Избранное - Луи Арагон
Шрифт:
Интервал:
Закладка:
— Как так? Да вы с ума сошли! Немедленно возвращайтесь в Эссон! Кругом марш!
— Господин полковник, видите ли, господин полковник… мы действуем согласно приказу генерала…
— Какого еще генерала?
Оказывается, это был приказ генерала Сугама, который по сговору с неприятелем отступал к Версалю, покинув свой пост, испугавшись, что императору может стать известно о вчерашних переговорах Мармона, его самого и некоторых других с австрийцами; неожиданное появление полковника Гурго, адъютанта его императорского величества, побудило генерала решиться на этот крайний шаг. Свой вызов в Фонтенбло он считал просто ловушкой. Стоя на берегу какого-то ручейка, Фавье выкрикивал что-то (что именно — Робер так и не разобрал), а генерал Сугам, сидевший на коне, монотонно твердил: «Он меня расстреляет!» Вот как была предана Франция, и император, и двадцать лет славы. Всю жизнь будет с горечью вспоминать поручик Дьедонне название этого ручейка. Он нарочно осведомился об этом у какого-то крестьянина, который, услышав конский топот, высунулся, полуголый, из окошка поглядеть на солдат. Странное название оказалось у этого ручейка. Он назывался «Булькай в дождь»…
С тех пор прошло меньше года, и вот Робер Дьедонне вновь направляется верхом в Эссон… Там его ждет ночлег. А быть может, встреча с Бонапартом. Дождь снова усилился. Как ни странно, но больше и настойчивее, чем об императоре, Дьедонне думал о «совершенном создании», о Фавье, влюбленном в эту женщину с 1805 года… уже целых десять лет… о, это, конечно, прекрасно, ничего не скажешь, но он, Робер, не создан для подобных чувств. Его молодость прошла в мимолетных и случайных романах. Интересно, кто такая эта женщина?

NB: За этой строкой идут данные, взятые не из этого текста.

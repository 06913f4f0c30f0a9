pub mod cache;
pub mod provider;
pub mod source;
pub mod tile;
pub mod worker;
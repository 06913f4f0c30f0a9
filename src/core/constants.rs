//! Shared constants for viewport and tile behavior

use std::time::Duration;

/// Smallest effective zoom factor reported to renderers
pub const MIN_ZOOM: f32 = 1.0;

/// Largest effective zoom factor reported to renderers
pub const MAX_ZOOM: f32 = 5.0;

/// Default tile edge length in pixels
pub const DEFAULT_TILE_EDGE: u32 = 256;

/// Default palette size for the pattern tile source (per axis)
pub const DEFAULT_PALETTE_SIZE: usize = 5;

/// Default capacity of the decoded-pattern memo cache
pub const DEFAULT_PATTERN_CACHE_CAPACITY: usize = 32;

/// How long the generation worker sleeps between idle polls of the queue
pub const DEFAULT_WORKER_IDLE_TICK: Duration = Duration::from_millis(25);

* * *Третий раз в течение одного дня полковнику барону Шарлю Фавье, подпоручику 6-й роты герцога Рагузского, которую солдаты именовали для простоты «Иудиной ротой», пришлось побывать во дворце. Этот тридцатитрехлетний гигант шести футов роста, с крупным и тяжелым лицом, черноусый, с уже редеющими волосами, отчего лоб казался еще выше, с огромными глазами и длинными, загнутыми вверх ресницами, в третий раз в течение одного дня спускался с лестницы Павильона Флоры в полной парадной форме: плащ скреплен у горла пряжкой, левая пола закинута на могучее плечо, под мышкой видна блестящая каска с изображенным на ней солнцем, васильковый мундир с пурпуровыми отворотами, подбитые пурпуром полы; сверкая серебряным шитьем, спускался он по лестнице в полном смятении чувств, с отвращением пробираясь сквозь толпу сгрудившихся на ступеньках соглядатаев из полиции.

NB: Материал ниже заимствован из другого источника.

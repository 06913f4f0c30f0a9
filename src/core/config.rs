//! Configuration for viewport geometry and tile generation behavior
//!
//! A single flat struct rather than a preset hierarchy: the grid engine has
//! few enough knobs that presets would only obscure them.

use crate::core::constants::{
    DEFAULT_PALETTE_SIZE, DEFAULT_PATTERN_CACHE_CAPACITY, DEFAULT_TILE_EDGE,
    DEFAULT_WORKER_IDLE_TICK,
};
use serde::{Deserialize, Serialize};
use std::time::Duration;

/// Tunable options for a tile grid instance.
///
/// Deserializable so embedders can load it from settings files. A
/// `scroll_bounds` descriptor that does not have exactly four elements is
/// treated as a non-fatal configuration error and discarded with a
/// diagnostic when the viewport is built.
#[derive(Debug, Clone, PartialEq, Serialize, Deserialize)]
pub struct GridConfig {
    /// Viewport width in pixels
    pub screen_w: u32,
    /// Viewport height in pixels
    pub screen_h: u32,
    /// Edge length of one square tile in pixels
    pub tile_edge: u32,
    /// Optional `[left, top, right, bottom]` tile-id scroll limits; each
    /// element independently optional
    pub scroll_bounds: Option<Vec<Option<i32>>>,
    /// How long the generation worker waits between idle queue polls
    pub worker_idle_tick: Duration,
    /// Palette size per axis for the built-in pattern source
    pub palette_size: usize,
    /// Capacity of the rendered-pattern memo cache
    pub pattern_cache_capacity: usize,
}

impl Default for GridConfig {
    fn default() -> Self {
        Self {
            screen_w: 800,
            screen_h: 600,
            tile_edge: DEFAULT_TILE_EDGE,
            scroll_bounds: None,
            worker_idle_tick: DEFAULT_WORKER_IDLE_TICK,
            palette_size: DEFAULT_PALETTE_SIZE,
            pattern_cache_capacity: DEFAULT_PATTERN_CACHE_CAPACITY,
        }
    }
}

#[cfg(test)]
mod tests {
    use super::*;

    #[test]
    fn test_default_config_is_usable() {
        let config = GridConfig::default();
        assert!(config.tile_edge > 0);
        assert!(config.palette_size > 0);
        assert!(config.scroll_bounds.is_none());
    }

    #[test]
    fn test_config_round_trips_through_json() {
        let config = GridConfig {
            scroll_bounds: Some(vec![Some(0), None, Some(50), None]),
            ..GridConfig::default()
        };

        let json = serde_json::to_string(&config).unwrap();
        let parsed: GridConfig = serde_json::from_str(&json).unwrap();
        assert_eq!(parsed, config);
    }
}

Казалось, повальное бегство придворных, покинувших этим воскресеньем Тюильри, в чем можно было убедиться хотя бы во время королевской мессы, благоприятствовало вторжению этих штафирок с тяжелыми тростями, в долгополых зеленых, черных или коричневых рединготах и в высоких темных цилиндрах — словом, в классической своей форме, по которой их узнавали за сотню шагов. Были тут шпики из полиции господина Андрэ и новенькие, служившие под началом Бурьена, доброхоты из приватной полиции графа Артуа; и те, и другие подозрительно поглядывали на соседей. Приходилось прокладывать себе дорогу среди этих шпиков, добрая половина которых наверняка состояла из людей Фуше, готовых в случае прихода Бонапарта к самым решительным действиям. В то же время присутствие их означало, что со времени измены Нея военные лишились доверия. Достаточно было посмотреть, как у себя наверху особы королевского дома подозрительно вглядывались в лицо каждого, даже маршалов. Кто-то изменит завтра?

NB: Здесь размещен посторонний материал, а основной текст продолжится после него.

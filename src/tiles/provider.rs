use crate::core::coord::{TileCoordinate, TileRange};
use crate::tiles::tile::Tile;
use serde::{Deserialize, Serialize};

/// Which position of the infinite grid is treated as the coordinate
/// origin when mapping tiles to screen positions. A layout concern for
/// the renderer; the grid math itself is anchor-agnostic.
#[derive(Debug, Clone, Copy, PartialEq, Eq, Serialize, Deserialize)]
pub enum GridAnchor {
    NorthWest,
    North,
    NorthEast,
    West,
    Center,
    East,
    SouthWest,
    South,
    SouthEast,
}

impl GridAnchor {
    /// Pixel position of tile (0,0)'s own anchor corner within a screen of
    /// the given size, e.g. `SouthEast` puts the origin tile in the
    /// bottom-right corner.
    pub fn origin_px(&self, screen_w: u32, screen_h: u32, tile_edge: u32) -> (i32, i32) {
        let max_x = screen_w.saturating_sub(tile_edge) as i32;
        let max_y = screen_h.saturating_sub(tile_edge) as i32;
        let mid_x = max_x / 2;
        let mid_y = max_y / 2;

        match self {
            GridAnchor::NorthWest => (0, 0),
            GridAnchor::North => (mid_x, 0),
            GridAnchor::NorthEast => (max_x, 0),
            GridAnchor::West => (0, mid_y),
            GridAnchor::Center => (mid_x, mid_y),
            GridAnchor::East => (max_x, mid_y),
            GridAnchor::SouthWest => (0, max_y),
            GridAnchor::South => (mid_x, max_y),
            GridAnchor::SouthEast => (max_x, max_y),
        }
    }
}

/// The polymorphic tile-source boundary.
///
/// Implementations split their work into a non-blocking read path
/// ([`TileProvider::get_tile`]) used by renderers, and a blocking
/// generation path ([`TileProvider::generate_next_pending`]) driven from a
/// single background worker. Static palettes, procedural generators and
/// remote fetchers all fit behind this trait.
pub trait TileProvider: Send + Sync {
    /// Fixed pixel edge length of every tile this provider produces
    fn tile_edge_length(&self) -> u32;

    /// Current cached tile for `coord`, possibly still without content, or
    /// `None` if the coordinate was never requested. Never performs
    /// generation work inline.
    fn get_tile(&self, coord: TileCoordinate) -> Option<Tile>;

    /// Which grid position is the logical origin
    fn grid_anchor(&self) -> GridAnchor {
        GridAnchor::NorthWest
    }

    /// Foreground-thread callback for a visible-range change.
    ///
    /// Implementations must clear cached content for tiles now outside
    /// `new_range` and rebuild the pending-work queue to exactly the
    /// in-range coordinates lacking content. Each call fully supersedes
    /// work queued by the previous call, so rapid repetition during a fast
    /// swipe is safe.
    fn on_visible_range_changed(&self, new_range: TileRange);

    /// Pops one coordinate off the pending queue and generates its
    /// content. A no-op when the queue is empty or the popped entry was
    /// already satisfied. May take arbitrarily long; must only ever be
    /// called off the foreground thread, from a single worker.
    fn generate_next_pending(&self);

    /// One-line cache/queue statistics for diagnostic overlays
    fn debug_summary(&self) -> String;
}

Было примерно около трех часов пополудни, когда маршал Мармон, герцог Рагузский, отсиживавшийся в Военном училище, пока не без труда собранная королевская гвардия мокла на Марсовом поле в ожидании его королевского величества, велел позвать к себе своего бывшего адъютанта, с тем чтобы направить его в Тюильри. Это же бессмыслица: король пожелал провести смотр, пришлось носиться по всему Парижу и собирать людей, которые после утренней поверки, естественно, разбрелись кто куда, затем построили их под дождем, и теперь они ждут, ждут, а никто и не думает являться.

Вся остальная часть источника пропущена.